%%

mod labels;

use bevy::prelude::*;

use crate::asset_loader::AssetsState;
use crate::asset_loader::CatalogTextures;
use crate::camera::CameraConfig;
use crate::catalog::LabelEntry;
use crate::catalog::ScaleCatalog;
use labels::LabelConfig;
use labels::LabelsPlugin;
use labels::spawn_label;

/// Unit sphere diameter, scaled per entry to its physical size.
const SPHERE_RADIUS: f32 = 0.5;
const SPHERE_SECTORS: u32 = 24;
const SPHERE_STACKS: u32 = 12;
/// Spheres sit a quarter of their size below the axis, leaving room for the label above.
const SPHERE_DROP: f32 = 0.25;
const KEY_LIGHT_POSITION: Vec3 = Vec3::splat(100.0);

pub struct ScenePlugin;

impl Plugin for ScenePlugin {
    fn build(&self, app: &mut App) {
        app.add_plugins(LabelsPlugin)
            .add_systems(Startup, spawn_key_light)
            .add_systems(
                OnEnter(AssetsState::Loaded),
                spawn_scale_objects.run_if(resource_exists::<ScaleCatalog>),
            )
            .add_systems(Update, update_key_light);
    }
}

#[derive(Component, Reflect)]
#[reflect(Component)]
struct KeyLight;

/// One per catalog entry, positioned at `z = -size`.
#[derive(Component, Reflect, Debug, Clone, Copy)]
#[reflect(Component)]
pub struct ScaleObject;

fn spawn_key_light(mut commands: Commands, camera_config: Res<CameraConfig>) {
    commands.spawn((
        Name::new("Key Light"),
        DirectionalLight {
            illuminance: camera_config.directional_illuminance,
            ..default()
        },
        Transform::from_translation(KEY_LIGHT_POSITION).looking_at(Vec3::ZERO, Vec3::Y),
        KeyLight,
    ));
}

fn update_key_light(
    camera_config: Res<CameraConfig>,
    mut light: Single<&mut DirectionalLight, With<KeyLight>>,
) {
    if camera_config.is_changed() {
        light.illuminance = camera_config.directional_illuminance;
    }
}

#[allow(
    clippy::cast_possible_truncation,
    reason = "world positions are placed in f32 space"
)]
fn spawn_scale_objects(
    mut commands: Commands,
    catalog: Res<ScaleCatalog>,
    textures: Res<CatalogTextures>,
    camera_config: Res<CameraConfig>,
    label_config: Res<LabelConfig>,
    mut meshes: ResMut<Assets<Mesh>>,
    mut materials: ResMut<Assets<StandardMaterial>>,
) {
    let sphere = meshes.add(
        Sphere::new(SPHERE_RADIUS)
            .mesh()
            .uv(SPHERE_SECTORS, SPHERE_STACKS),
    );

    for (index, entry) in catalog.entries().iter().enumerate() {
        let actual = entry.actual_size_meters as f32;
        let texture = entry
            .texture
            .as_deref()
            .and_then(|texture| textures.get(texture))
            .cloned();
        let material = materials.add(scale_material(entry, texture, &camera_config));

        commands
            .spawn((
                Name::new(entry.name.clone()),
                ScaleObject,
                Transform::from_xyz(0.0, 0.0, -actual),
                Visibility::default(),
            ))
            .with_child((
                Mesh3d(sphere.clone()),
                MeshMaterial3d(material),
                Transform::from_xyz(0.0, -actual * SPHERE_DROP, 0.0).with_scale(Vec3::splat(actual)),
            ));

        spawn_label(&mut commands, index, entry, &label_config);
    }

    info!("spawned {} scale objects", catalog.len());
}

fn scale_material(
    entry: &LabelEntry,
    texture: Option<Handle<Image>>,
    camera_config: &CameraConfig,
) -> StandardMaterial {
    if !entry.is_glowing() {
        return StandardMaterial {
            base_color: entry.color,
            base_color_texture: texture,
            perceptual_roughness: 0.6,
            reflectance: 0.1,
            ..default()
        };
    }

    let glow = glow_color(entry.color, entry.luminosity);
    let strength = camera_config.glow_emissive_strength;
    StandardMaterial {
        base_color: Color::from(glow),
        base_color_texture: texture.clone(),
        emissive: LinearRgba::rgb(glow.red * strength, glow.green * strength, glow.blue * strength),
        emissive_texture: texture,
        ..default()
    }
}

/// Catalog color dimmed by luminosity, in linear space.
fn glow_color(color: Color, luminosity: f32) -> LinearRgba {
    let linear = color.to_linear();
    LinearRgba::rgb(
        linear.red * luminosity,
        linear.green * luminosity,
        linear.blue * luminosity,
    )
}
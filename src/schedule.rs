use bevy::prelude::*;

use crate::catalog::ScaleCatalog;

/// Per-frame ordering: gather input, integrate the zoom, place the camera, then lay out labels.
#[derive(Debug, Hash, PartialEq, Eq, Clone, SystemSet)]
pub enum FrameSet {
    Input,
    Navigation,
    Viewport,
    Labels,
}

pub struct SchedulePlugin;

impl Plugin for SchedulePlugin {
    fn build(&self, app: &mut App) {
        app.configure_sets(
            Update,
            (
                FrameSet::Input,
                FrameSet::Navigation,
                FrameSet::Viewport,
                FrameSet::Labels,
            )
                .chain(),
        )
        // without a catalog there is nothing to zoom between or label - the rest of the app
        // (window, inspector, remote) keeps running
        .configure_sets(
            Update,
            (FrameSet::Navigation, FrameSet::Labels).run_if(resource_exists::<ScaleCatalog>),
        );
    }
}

%%

ASSIGNMENT
Take every line above that includes the string "derive" and return it.

SOLUTION
#[derive(Component, Reflect)]
#[derive(Component, Reflect, Debug, Clone, Copy)]
#[derive(Debug, Hash, PartialEq, Eq, Clone, SystemSet)]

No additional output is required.